No recuerdo más escenas ni más pensamientos de ese tiempo lejano, excepto una tarde en que estaba sentado en el asiento de atrás de un automóvil que manejaba mi tía Laura, a quien mi madre le dijo que, si no fuese por sus hijos, es decir mi hermana y yo, ella también se hubiese muerto, que no quería vivir más. Supongo que se había olvidado que yo estaba en el asiento de atrás o quizás pensó, como suelen pensar los adultos, que los niños siempre están concentrados en otras actividades y no escuchan lo que dicen los grandes. Cuando le conté, muchos años después, que yo había escuchado esa conversación, negó rotundamente que ella hubiese dicho algo así.
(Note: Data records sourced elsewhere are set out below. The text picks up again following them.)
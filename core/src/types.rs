/// Single coordinate axis used for board width, height, rows and columns.
pub type Coord = u8;

/// Count type used for mine counts and total-cell counts.
pub type CellCount = u16;

/// Two-dimensional coordinates `(row, col)`.
pub type Coord2 = (Coord, Coord);

/// Converts board coordinates into an `ndarray` index.
pub trait ToNdIndex {
    type Output;
    fn to_nd_index(self) -> Self::Output;
}

impl ToNdIndex for Coord2 {
    type Output = [usize; 2];

    fn to_nd_index(self) -> Self::Output {
        let (row, col) = self;
        [usize::from(row), usize::from(col)]
    }
}

/// Cells on a `width` by `height` board, saturating instead of overflowing.
pub const fn cell_count(width: Coord, height: Coord) -> CellCount {
    (width as CellCount).saturating_mul(height as CellCount)
}

/// Whether `a` and `b` are within Chebyshev distance 1 of each other (a cell counts as its own neighbor here).
pub const fn is_adjacent_or_same(a: Coord2, b: Coord2) -> bool {
    a.0.abs_diff(b.0) <= 1 && a.1.abs_diff(b.1) <= 1
}

/// Row-major offsets of the eight surrounding cells.
const NEIGHBOR_OFFSETS: [(i8, i8); 8] = [
    (-1, -1),
    (-1, 0),
    (-1, 1),
    (0, -1),
    (0, 1),
    (1, -1),
    (1, 0),
    (1, 1),
];

fn step(center: Coord2, (d_row, d_col): (i8, i8), (rows, cols): Coord2) -> Option<Coord2> {
    let row = center.0.checked_add_signed(d_row).filter(|&row| row < rows)?;
    let col = center.1.checked_add_signed(d_col).filter(|&col| col < cols)?;
    Some((row, col))
}

/// Iterates the in-bounds Moore neighborhood of a cell, row-major, skipping the cell itself.
#[derive(Debug, Clone)]
pub struct NeighborIter {
    center: Coord2,
    bounds: Coord2,
    offsets: core::slice::Iter<'static, (i8, i8)>,
}

impl NeighborIter {
    /// `bounds` is `(rows, cols)`.
    pub fn new(center: Coord2, bounds: Coord2) -> Self {
        Self {
            center,
            bounds,
            offsets: NEIGHBOR_OFFSETS.iter(),
        }
    }
}

impl Iterator for NeighborIter {
    type Item = Coord2;

    fn next(&mut self) -> Option<Self::Item> {
        let (center, bounds) = (self.center, self.bounds);
        self.offsets.find_map(|&offset| step(center, offset, bounds))
    }
}
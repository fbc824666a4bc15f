use std::io::{self, BufRead, Write};
use std::time::{Duration, Instant};

use anyhow::Context;
use clap::Parser;
use mineclear_core::*;
use tracing_subscriber::filter::LevelFilter;

use command::{Command, HELP};

mod command;
mod render;

const TICK: Duration = Duration::from_secs(1);

#[derive(Parser, Debug)]
#[command(version, about = "Minesweeper in the terminal", long_about = None)]
struct Args {
    /// What log level to use
    #[command(flatten)]
    verbose: clap_verbosity_flag::Verbosity,

    /// Board preset: easy, medium, hard, dense or endless
    #[arg(short, long, default_value = "easy")]
    difficulty: Difficulty,

    /// Force a seed instead of random
    #[arg(short, long)]
    seed: Option<u64>,

    /// Print the results of a finished game as JSON
    #[arg(long)]
    json: bool,
}

fn init_logging(verbose: &clap_verbosity_flag::Verbosity) {
    let level = match verbose.log_level_filter() {
        log::LevelFilter::Off => LevelFilter::OFF,
        log::LevelFilter::Error => LevelFilter::ERROR,
        log::LevelFilter::Warn => LevelFilter::WARN,
        log::LevelFilter::Info => LevelFilter::INFO,
        log::LevelFilter::Debug => LevelFilter::DEBUG,
        log::LevelFilter::Trace => LevelFilter::TRACE,
    };
    tracing_subscriber::fmt()
        .with_max_level(level)
        .with_writer(io::stderr)
        .init();
}

/// Turns wall-clock time into one-second ticks for the session.
struct TickSource {
    last: Instant,
}

impl TickSource {
    fn new() -> Self {
        Self {
            last: Instant::now(),
        }
    }

    fn restart(&mut self) {
        self.last = Instant::now();
    }

    fn pump(&mut self, session: &mut GameSession) {
        if !session.is_timer_running() {
            self.restart();
            return;
        }
        while self.last.elapsed() >= TICK {
            self.last += TICK;
            session.tick();
        }
    }
}

struct Frontend {
    session: GameSession,
    ticks: TickSource,
    json: bool,
}

impl Frontend {
    fn print_board(&self) {
        println!("{}", render::render_status(&self.session));
        print!("{}", render::render_board(&self.session.snapshot()));
    }

    /// Runs one command, returns `false` when the player wants to quit.
    fn handle(&mut self, command: Command) -> anyhow::Result<bool> {
        self.ticks.pump(&mut self.session);
        let was_running = self.session.is_timer_running();

        let result = match command {
            Command::Reveal(coords) => self
                .session
                .handle_primary_action(coords)
                .map(RevealOutcome::has_update),
            Command::Flag(coords) => self
                .session
                .handle_secondary_action(coords)
                .map(MarkOutcome::has_update),
            Command::Chord(coords) => self
                .session
                .handle_chord_action(coords)
                .map(RevealOutcome::has_update),
            Command::New(difficulty) => {
                let difficulty = difficulty.unwrap_or_else(|| self.session.difficulty());
                self.session.new_game(difficulty).map(|_| true)
            }
            Command::Print => {
                self.print_board();
                Ok(true)
            }
            Command::Help => {
                println!("{}", HELP);
                Ok(true)
            }
            Command::Quit => return Ok(false),
        };
        match result {
            Ok(true) => {}
            Ok(false) => println!("nothing to do there"),
            Err(err) => println!("{}", err),
        }

        if !was_running && self.session.is_timer_running() {
            self.ticks.restart();
        }
        self.flush_events()?;
        Ok(true)
    }

    fn flush_events(&mut self) -> anyhow::Result<()> {
        let mut redraw = false;
        let mut finished = None;

        for event in self.session.take_events() {
            log::trace!("event: {:?}", event);
            match event {
                GameEvent::Reset(_) | GameEvent::CellsChanged(_) | GameEvent::FlagsChanged(_) => {
                    redraw = true
                }
                GameEvent::StateChanged(_) | GameEvent::Tick(_) => {}
                GameEvent::Finished(summary) => finished = Some(summary),
            }
        }

        if redraw {
            self.print_board();
        }
        if let Some(summary) = finished {
            println!("{}", render::render_summary(&summary));
            if self.json {
                let json = serde_json::to_string_pretty(&summary)
                    .context("Could not serialize game summary")?;
                println!("{}", json);
            }
            println!("type \"n\" for a new game");
        }
        Ok(())
    }
}

fn main() -> anyhow::Result<()> {
    let args = Args::parse();
    init_logging(&args.verbose);

    let session = match args.seed {
        Some(seed) => GameSession::with_seed(args.difficulty, seed),
        None => GameSession::new(args.difficulty),
    }
    .context("Could not start a game")?;
    log::debug!("seed: {}", session.seed());

    let mut frontend = Frontend {
        session,
        ticks: TickSource::new(),
        json: args.json,
    };
    frontend.print_board();
    println!("{}", HELP);

    let stdin = io::stdin();
    let mut lines = stdin.lock().lines();
    loop {
        print!("> ");
        io::stdout().flush().context("Could not write prompt")?;

        let Some(line) = lines.next() else {
            break;
        };
        let line = line.context("Could not read input")?;
        if line.trim().is_empty() {
            continue;
        }

        match line.parse::<Command>() {
            Ok(command) => {
                if !frontend.handle(command)? {
                    break;
                }
            }
            Err(err) => println!("{:#}", err),
        }
    }

    Ok(())
}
Con el paso de los años empiezan a aparecer en mi limitada memoria más escenas de mi papá, sin él por supuesto, porque efectivamente su muerte significó que no volvió nunca más a estar físicamente con nosotros. Estaba, eso sí, en las anécdotas que reproducían mis tíos y sus amigos cada vez que se reunían para comer pescado frito, pescado al horno o sopa de pescado, siempre con vino, blanco y tinto. Empezaban hablando de pesca y terminaban reconstituyendo retazos de la vida de mi papá, con más o menos entusiasmo según la hora y el número de botellas vacías que se iban acumulando sobre la mesa. Mis tías eran generalmente más discretas y se limitaban a completar o corregir los cuentos que relataban sus esposos. Mi madre en esos casos hablaba poco, quizás porque era de las que menos vino bebía. Yo la miraba de reojo para vigilar que no se le pusiesen los ojos rojos, pero era buena actriz y recurría a la sonrisa, que le servía en esos momentos para decir que no estaba triste y que no había razón para interrumpir la reproducción de las narraciones de episodios que a menudo se repetían, con los aportes ficticios de quien las narraba. Una misma anécdota podía servir para inmortalizar su generosidad o para enaltecer su audacia. La mayoría de las veces las visitas venían con sus hijos, con quienes conformábamos una mesa aparte, donde se trataban otros temas, nunca sobre mi papá, porque a mis primos no les importaba mi papá ni la vida de ningún ausente, menos aún adulto. Los niños escuchan las conversaciones de los adultos solamente para averiguar la agenda y sopesar el grado de información que manejan ellos sobre nosotros, los niños.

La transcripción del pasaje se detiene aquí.